M. S. S. : Les PME sont notre priorité, étant donné que la grande entreprise est bien structurée et profite relativement mieux des opportunités. A cet effet, la CGEM a lancé, il y a trois mois déjà, l’Observatoire des métiers et compétences de branches professionnelles et de territoires. Cet instrument est à la disposition des TPME organisées en branche professionnelle ou en association professionnelle qui sont impactées de façon quasi identique par les changements qui s’exercent sur leur environnement. A travers une veille stratégique permanente réalisée par les branches/associations professionnelles, ces TPME pourront anticiper la mutation de leur chaîne de valeur pour réduire les menaces et saisir les opportunités.
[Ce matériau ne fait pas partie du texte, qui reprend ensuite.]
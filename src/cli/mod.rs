//! reward-sweep CLI
//!
//! Commands:
//! - `reward-sweep refresh` - Show claimable rewards and wallet balances
//! - `reward-sweep claim-all` - Claim every solvent reward
//! - `reward-sweep claim-one` - Claim a single reward token
//! - `reward-sweep sweep` - Claim, then swap every reward token into a target
//! - `reward-sweep report` - Print a previously exported sweep report

pub mod commands;
pub mod output;

use clap::{Parser, Subcommand};

/// Reward settlement and sweep engine
#[derive(Parser, Debug)]
#[command(name = "reward-sweep")]
#[command(author, version, about = "Claim protocol rewards and sweep them into one asset", long_about = None)]
pub struct Cli {
    #[command(subcommand)]
    pub command: Commands,

    /// Config directory (default.toml plus $SWEEP_ENV.toml)
    #[arg(short, long, default_value = "config", global = true)]
    pub config: String,

    /// Wallet to act for (defaults to the signer address)
    #[arg(short, long, global = true)]
    pub wallet: Option<String>,

    /// Print JSON instead of tables
    #[arg(long, global = true)]
    pub json: bool,
}

#[derive(Subcommand, Debug)]
pub enum Commands {
    /// Show claimable rewards, wallet balances and USD values
    Refresh,

    /// Claim every solvent reward for the wallet
    ClaimAll,

    /// Claim all solvent epochs of one reward token
    ClaimOne {
        /// Reward token address
        token: String,
    },

    /// Claim everything, then swap every priced reward token into the target
    Sweep {
        /// Token to receive
        #[arg(short, long)]
        target: String,
        /// Write the final report as JSON to this path
        #[arg(short, long)]
        out: Option<String>,
    },

    /// Print failures and de-registration suggestions from an exported report
    Report {
        /// Path to a report written by `sweep --out`
        file: String,
    },
}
A la suite du diagnostic stratégique, une ingénierie de formation traduit ces mutations en données prospectives en termes d’emplois, de métiers et de compétences.
En effet, force est de constater que l’environnement de l’entreprise est agité par autant de changements multifactoriels (politiques, socio-technologiques, environnementaux, normatifs et légaux…) que celle-ci n’arrive plus à résoudre. Elle se projette difficilement, puisqu’elle n’est pas dotée de capacité de développement stratégique à l’instar de la grande entreprise. C’est en se regroupant que les PME peuvent espérer capter les opportunités et les transformer en création de valeur.
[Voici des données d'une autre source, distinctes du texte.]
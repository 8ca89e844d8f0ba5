use alloy::primitives::{Address, U256};
use rust_decimal::Decimal;
use serde::{Deserialize, Serialize};
use std::fmt;

use super::report::FailureKind;

/// Length of one reward accounting period.
pub const EPOCH_DURATION_SECS: u64 = 7 * 24 * 60 * 60;

/// Week-aligned epoch id (unix timestamp of the epoch start).
#[derive(Debug, Clone, Copy, PartialEq, Eq, PartialOrd, Ord, Hash, Serialize, Deserialize)]
#[serde(transparent)]
pub struct Epoch(pub u64);

impl Epoch {
    /// Epoch that contains the given unix timestamp.
    pub fn containing(timestamp: u64) -> Self {
        Self(timestamp - timestamp % EPOCH_DURATION_SECS)
    }

    pub fn is_week_aligned(&self) -> bool {
        self.0 % EPOCH_DURATION_SECS == 0
    }

    pub fn as_u256(&self) -> U256 {
        U256::from(self.0)
    }
}

impl fmt::Display for Epoch {
    fn fmt(&self, f: &mut fmt::Formatter<'_>) -> fmt::Result {
        write!(f, "{}", self.0)
    }
}

/// Pending reward reported by the off-chain ledger. Untrusted until validated on-chain.
#[derive(Debug, Clone, PartialEq, Serialize, Deserialize)]
pub struct RewardClaim {
    pub token: Address,
    pub epoch: Epoch,
    pub raw_amount: U256,
    pub decimals: u8,
    pub symbol: String,
    pub source_price_usd: Option<Decimal>,
}

impl RewardClaim {
    pub fn descriptor(&self) -> ClaimDescriptor {
        ClaimDescriptor {
            token: self.token,
            epoch: self.epoch,
            symbol: self.symbol.clone(),
        }
    }
}

/// The (token, epoch) pair read and claimed on-chain.
#[derive(Debug, Clone, PartialEq, Eq, Hash, Serialize, Deserialize)]
pub struct ClaimDescriptor {
    pub token: Address,
    pub epoch: Epoch,
    pub symbol: String,
}

/// Raw multicall reading for one descriptor.
#[derive(Debug, Clone, Copy, PartialEq, Eq)]
pub struct ClaimReading {
    pub preview: U256,
    pub distributor_balance: U256,
}

/// A claim cross-checked against the distributor at validation time.
#[derive(Debug, Clone, PartialEq, Serialize)]
pub struct ValidatedClaim {
    pub claim: ClaimDescriptor,
    pub claimable_preview: U256,
    pub distributor_balance: U256,
    /// Set when the on-chain read failed and the claim was kept without a preview.
    pub unverified: bool,
}

impl ValidatedClaim {
    pub fn from_reading(claim: ClaimDescriptor, reading: ClaimReading) -> Self {
        Self {
            claim,
            claimable_preview: reading.preview,
            distributor_balance: reading.distributor_balance,
            unverified: false,
        }
    }

    /// Kept without reading the chain; a claim with preview 0 may no-op.
    pub fn unverified(claim: ClaimDescriptor) -> Self {
        Self {
            claim,
            claimable_preview: U256::ZERO,
            distributor_balance: U256::ZERO,
            unverified: true,
        }
    }

    pub fn is_claimable(&self) -> bool {
        !self.claimable_preview.is_zero() && self.claimable_preview <= self.distributor_balance
    }

    /// Classify a verified reading. `None` means the claim is solvent.
    pub fn exclusion(&self) -> Option<ClaimExclusion> {
        self.exclusion_after(U256::ZERO)
    }

    /// Classify a reading when `committed` of the same token's balance is already
    /// promised to earlier kept claims.
    pub fn exclusion_after(&self, committed: U256) -> Option<ClaimExclusion> {
        if self.unverified {
            return None;
        }
        if self.claimable_preview.is_zero() {
            return Some(ClaimExclusion::NothingOwed);
        }
        let remaining = self.distributor_balance.saturating_sub(committed);
        if self.claimable_preview > remaining {
            return Some(ClaimExclusion::DistributorUnderfunded {
                preview: self.claimable_preview,
                balance: remaining,
            });
        }
        None
    }
}

/// Why a ledger claim was not submitted.
#[derive(Debug, Clone, Copy, PartialEq, Eq, Serialize)]
#[serde(tag = "kind", rename_all = "snake_case")]
pub enum ClaimExclusion {
    NothingOwed,
    /// `balance` is what the distributor had left for this claim.
    DistributorUnderfunded { preview: U256, balance: U256 },
}

impl ClaimExclusion {
    pub fn reason(&self) -> String {
        match self {
            Self::NothingOwed => "nothing owed".to_string(),
            Self::DistributorUnderfunded { preview, balance } => format!(
                "distributor underfunded (preview {}, remaining distributor balance {})",
                preview, balance
            ),
        }
    }

    pub fn failure_kind(&self) -> FailureKind {
        match self {
            Self::NothingOwed => FailureKind::NothingOwed,
            Self::DistributorUnderfunded { .. } => FailureKind::DistributorInsolvent,
        }
    }
}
L’objectif est d’identifier et de caractériser les opportunités qu’offrent les changements quelles que soient leur nature : sociaux, technologiques, climatiques, légaux et réglementaires, etc. Et de les transformer en création de valeurs et d’emplois.
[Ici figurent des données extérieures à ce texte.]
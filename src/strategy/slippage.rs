//! Slippage Bound Model
//!
//! Derives the maximum acceptable shortfall for a swap from the aggregator's
//! price impact and the USD value being swapped. Quoted impact can be stale by
//! execution time, so every impact tier carries a buffer; small swaps get a low
//! ceiling so dust never justifies a wide bound.

use rust_decimal::Decimal;
use rust_decimal_macros::dec;
use serde::{Deserialize, Serialize};

/// How an impact tier turns price impact into a base bound.
#[derive(Debug, Clone, Copy, PartialEq, Serialize, Deserialize)]
#[serde(tag = "mode", content = "value", rename_all = "snake_case")]
pub enum TierBound {
    /// Flat bound regardless of impact.
    Fixed(Decimal),
    /// Impact plus a buffer.
    Buffer(Decimal),
}

impl TierBound {
    fn apply(&self, impact: Decimal) -> Decimal {
        match self {
            TierBound::Fixed(bound) => *bound,
            TierBound::Buffer(buffer) => impact + buffer,
        }
    }
}

#[derive(Debug, Clone, Copy, PartialEq, Serialize, Deserialize)]
pub struct ImpactTier {
    /// Tier applies while impact is strictly below this fraction.
    pub below: Decimal,
    pub bound: TierBound,
}

#[derive(Debug, Clone, Copy, PartialEq, Serialize, Deserialize)]
pub struct ValueCeiling {
    /// Ceiling applies when the swap is worth at least this many USD.
    pub min_usd: Decimal,
    pub ceiling: Decimal,
}

/// Slippage model configuration
#[derive(Debug, Clone, PartialEq, Serialize, Deserialize)]
#[serde(default)]
pub struct SlippageConfig {
    /// Ascending by `below`.
    pub impact_tiers: Vec<ImpactTier>,
    /// Buffer added above the last impact tier.
    pub overflow_buffer: Decimal,
    /// Descending by `min_usd`.
    pub value_ceilings: Vec<ValueCeiling>,
    /// Ceiling for swaps below every value tier.
    pub floor_ceiling: Decimal,
}

impl Default for SlippageConfig {
    fn default() -> Self {
        Self {
            impact_tiers: vec![
                ImpactTier {
                    below: dec!(0.005),
                    bound: TierBound::Fixed(dec!(0.02)),
                },
                ImpactTier {
                    below: dec!(0.01),
                    bound: TierBound::Fixed(dec!(0.025)),
                },
                ImpactTier {
                    below: dec!(0.03),
                    bound: TierBound::Buffer(dec!(0.02)),
                },
                ImpactTier {
                    below: dec!(0.05),
                    bound: TierBound::Buffer(dec!(0.03)),
                },
            ],
            overflow_buffer: dec!(0.04),
            value_ceilings: vec![
                ValueCeiling {
                    min_usd: dec!(100),
                    ceiling: dec!(0.15),
                },
                ValueCeiling {
                    min_usd: dec!(20),
                    ceiling: dec!(0.10),
                },
                ValueCeiling {
                    min_usd: dec!(5),
                    ceiling: dec!(0.05),
                },
            ],
            floor_ceiling: dec!(0.03),
        }
    }
}

/// Slippage evaluation result
#[derive(Debug, Clone, PartialEq)]
pub enum SlippageCheck {
    /// Swap can proceed with this bound
    Approved {
        slippage: Decimal,
        base: Decimal,
        ceiling: Decimal,
    },
    /// Value too small to justify the slippage the impact requires
    Rejected {
        reason: String,
        base: Decimal,
        ceiling: Decimal,
    },
}

impl SlippageCheck {
    pub fn is_approved(&self) -> bool {
        matches!(self, SlippageCheck::Approved { .. })
    }
}

/// Slippage bound engine
#[derive(Debug, Clone, Default)]
pub struct SlippageModel {
    config: SlippageConfig,
}

impl SlippageModel {
    pub fn new(config: SlippageConfig) -> Self {
        Self { config }
    }

    pub fn config(&self) -> &SlippageConfig {
        &self.config
    }

    /// Base bound from price impact. Negative impact (price improvement) counts as zero.
    pub fn base_bound(&self, price_impact: Decimal) -> Decimal {
        let impact = price_impact.max(Decimal::ZERO);
        self.config
            .impact_tiers
            .iter()
            .find(|tier| impact < tier.below)
            .map(|tier| tier.bound.apply(impact))
            .unwrap_or(impact + self.config.overflow_buffer)
    }

    /// Ceiling from the USD value of the swapped amount.
    pub fn ceiling_for(&self, usd_value: Decimal) -> Decimal {
        self.config
            .value_ceilings
            .iter()
            .find(|tier| usd_value >= tier.min_usd)
            .map(|tier| tier.ceiling)
            .unwrap_or(self.config.floor_ceiling)
    }

    /// Final bound is `min(base, ceiling)`; a base above the ceiling rejects the swap.
    pub fn evaluate(&self, price_impact: Decimal, usd_value: Decimal) -> SlippageCheck {
        let base = self.base_bound(price_impact);
        let ceiling = self.ceiling_for(usd_value);

        if base > ceiling {
            return SlippageCheck::Rejected {
                reason: format!(
                    "Slippage too high: needs {:.2}% for {:.2}% impact, but ${:.2} only justifies {:.2}%",
                    base * dec!(100),
                    price_impact * dec!(100),
                    usd_value,
                    ceiling * dec!(100)
                ),
                base,
                ceiling,
            };
        }

        SlippageCheck::Approved {
            slippage: base.min(ceiling),
            base,
            ceiling,
        }
    }
}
Pour donner un ordre de grandeur, cet instrument permet de financer à hauteur de 1 MDH la veille stratégique de chaque branche professionnelle et de 1 MDH l’ingénierie de formation qui s’en suit, sur une période récurrente de 2 années.
F.N.H. : Suite à la décision des Etats- Unis de se retirer de l’Accord de Paris, la communauté internationale n’a toujours pas de visibilité par rapport à la feuille de route financière, à savoir les fameux 100 Mds de dollars par an pendant 5 ans. En attendant d'y voir plus clair, le secteur privé marocain compte-t-il mettre la main à la poche pour accompagner le pays dans sa mise à niveau environnementale ?
M. S. S. : Nous n’attendons pas les financements pour démarrer la mise en œuvre de l’Accord de Paris, car nous y travaillons déjà. D’ailleurs, l’IECM est l’exemple vivant de l’engagement du privé à faire aboutir l’Accord de Paris. Rappelons qu’en tant qu’organisme non étatique représentant le business, nous avons initié, en marge de la COP22 le Réseau de patronats, à savoir Marrakech Business Action for Climate (MBA 4) qui regroupe 43 organisations professionnelles d’employeurs à travers le monde. Un réseau qui est aujourd’hui arrimé à une Organisation mondiale des entreprises, le BizMef.
Le MBA 4 C a l’ambition d’orienter et accompagner les entreprises de tous les pays (développés et en voie de développement) sur la question du climat. D’ailleurs, nous organisons en marge de cette rencontre une première réunion avec la participation de plusieurs pays signataires (Algérie, Allemagne, Belgique, Brésil, Congo,
USA…). Le but étant d’adopter des positions communes sur les points clés de négociation, soutenir l’organisation du sommet patronal de la COP (HLBS), préparer les déclarations des patronats de la COP23 qui seront émises lors de ce sommet, représenter le secteur privé au niveau des manifestations nationales et internationales consacrées à ces aspects...
Lors de cette réunion, nous allons mettre en place toute la partie structure et organisation que nous présenterons à tous les membres du MBA 4 Climat pour définir comment canaliser les actions des patronats, créer les synergies entre les patronats du monde, en particulier Nord-Sud et Sud-Sud autour de la nouvelle économie, ses possibilités technologiques, financières, emplois et métiers. ■
Propos recueillis par L. Boumahrou.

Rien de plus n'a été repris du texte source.